Task objective –
Return each line below holding the string "plus".

====== Information shown ======

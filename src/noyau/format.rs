// src/noyau/format.rs

use chrono::{DateTime, NaiveDate, NaiveTime, TimeZone};
use std::fmt::Display;

/* ------------------------ Montants ------------------------ */

/// Regroupe les chiffres d’une partie entière par milliers ("1234567" -> "1 234 567").
fn grouper_milliers(entier: &str) -> String {
    let n = entier.len();
    let mut out = String::with_capacity(n + n / 3);
    for (i, c) in entier.chars().enumerate() {
        if i > 0 && (n - i) % 3 == 0 {
            out.push(' ');
        }
        out.push(c);
    }
    out
}

/// Montant : deux décimales + séparateur de milliers.
/// - 1234567.5 -> "1 234 567.50"
/// - -12 -> "-12.00"
/// - non fini -> "-"
pub fn format_montant(x: f64) -> String {
    if !x.is_finite() {
        return "-".to_string();
    }

    let brut = format!("{:.2}", x.abs());
    let (entier, decimales) = brut.split_once('.').unwrap_or((brut.as_str(), "00"));
    let corps = format!("{}.{decimales}", grouper_milliers(entier));

    // -0.001 arrondi à 0.00 : pas de signe
    if x < 0.0 && brut != "0.00" {
        format!("-{corps}")
    } else {
        corps
    }
}

/* ------------------------ Dates / heures ------------------------ */

/// jj/mm/aaaa
pub fn format_date(d: NaiveDate) -> String {
    d.format("%d/%m/%Y").to_string()
}

/// hh:mm (24h)
pub fn format_heure(t: NaiveTime) -> String {
    t.format("%H:%M").to_string()
}

/// "jj/mm/aaaa hh:mm" dans le fuseau de `dt`.
pub fn format_date_heure<Tz>(dt: &DateTime<Tz>) -> String
where
    Tz: TimeZone,
    Tz::Offset: Display,
{
    format!(
        "{} {}",
        format_date(dt.date_naive()),
        format_heure(dt.time())
    )
}

/// Compte à rebours du bandeau ("3 s"), arrondi au supérieur, jamais négatif.
pub fn format_duree_restante(secondes: f64) -> String {
    let s = if secondes.is_finite() && secondes > 0.0 {
        secondes.ceil() as u64
    } else {
        0
    };
    format!("{s} s")
}
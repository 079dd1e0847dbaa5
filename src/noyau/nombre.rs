// src/noyau/nombre.rs
//
// Nombre <-> texte pour l’affichage ET pour la forme canonique.
//
// Contrat : même rendu que l’affichage standard d’une calculatrice web
// (le serveur compare des chaînes exactes, ex: "11-89") :
// - entier sans ".0"            : 10
// - décimal le plus court exact : 0.1, 0.30000000000000004
// - non finis                   : Infinity, -Infinity, NaN
// - zéro négatif                : 0
// - notation exposant hors [1e-6, 1e21) : 1e+21, 1.5e-7
//
// Aucune normalisation supplémentaire (pas de décimales fixes).

/// Bornes de la notation décimale “simple”.
const EXPOSANT_MIN: f64 = 1e-6;
const EXPOSANT_MAX: f64 = 1e21;

/// f64 -> texte (affichage + forme canonique).
pub fn format_nombre(x: f64) -> String {
    if x.is_nan() {
        return "NaN".to_string();
    }
    if x.is_infinite() {
        return if x > 0.0 {
            "Infinity".to_string()
        } else {
            "-Infinity".to_string()
        };
    }
    if x == 0.0 {
        // couvre aussi -0.0
        return "0".to_string();
    }

    let abs = x.abs();
    if (EXPOSANT_MIN..EXPOSANT_MAX).contains(&abs) {
        // Display de f64 : plus court aller-retour, jamais d’exposant.
        return format!("{x}");
    }

    // "1.5e-7" tel quel ; "1e21" -> "1e+21"
    let s = format!("{x:e}");
    match s.split_once('e') {
        Some((mantisse, exp)) if !exp.starts_with('-') => format!("{mantisse}e+{exp}"),
        _ => s,
    }
}

/// Texte affiché -> f64.
/// Tout ce qui ne se lit pas donne NaN (jamais d’erreur : l’affichage reste utilisable).
pub fn lire_affichage(s: &str) -> f64 {
    let t = s.trim();
    match t {
        "Infinity" => f64::INFINITY,
        "-Infinity" => f64::NEG_INFINITY,
        _ => t.parse::<f64>().unwrap_or(f64::NAN),
    }
}

/// Vrai si le texte affiché est un nombre fini “éditable” (chiffres, signe, point).
pub fn est_editable(s: &str) -> bool {
    !s.is_empty()
        && s
            .chars()
            .all(|c| c.is_ascii_digit() || c == '.' || c == '-')
}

======

Response to the task –
// - décimal le plus court exact : 0.1, 0.30000000000000004
        // Display de f64 : plus court aller-retour, jamais d’exposant.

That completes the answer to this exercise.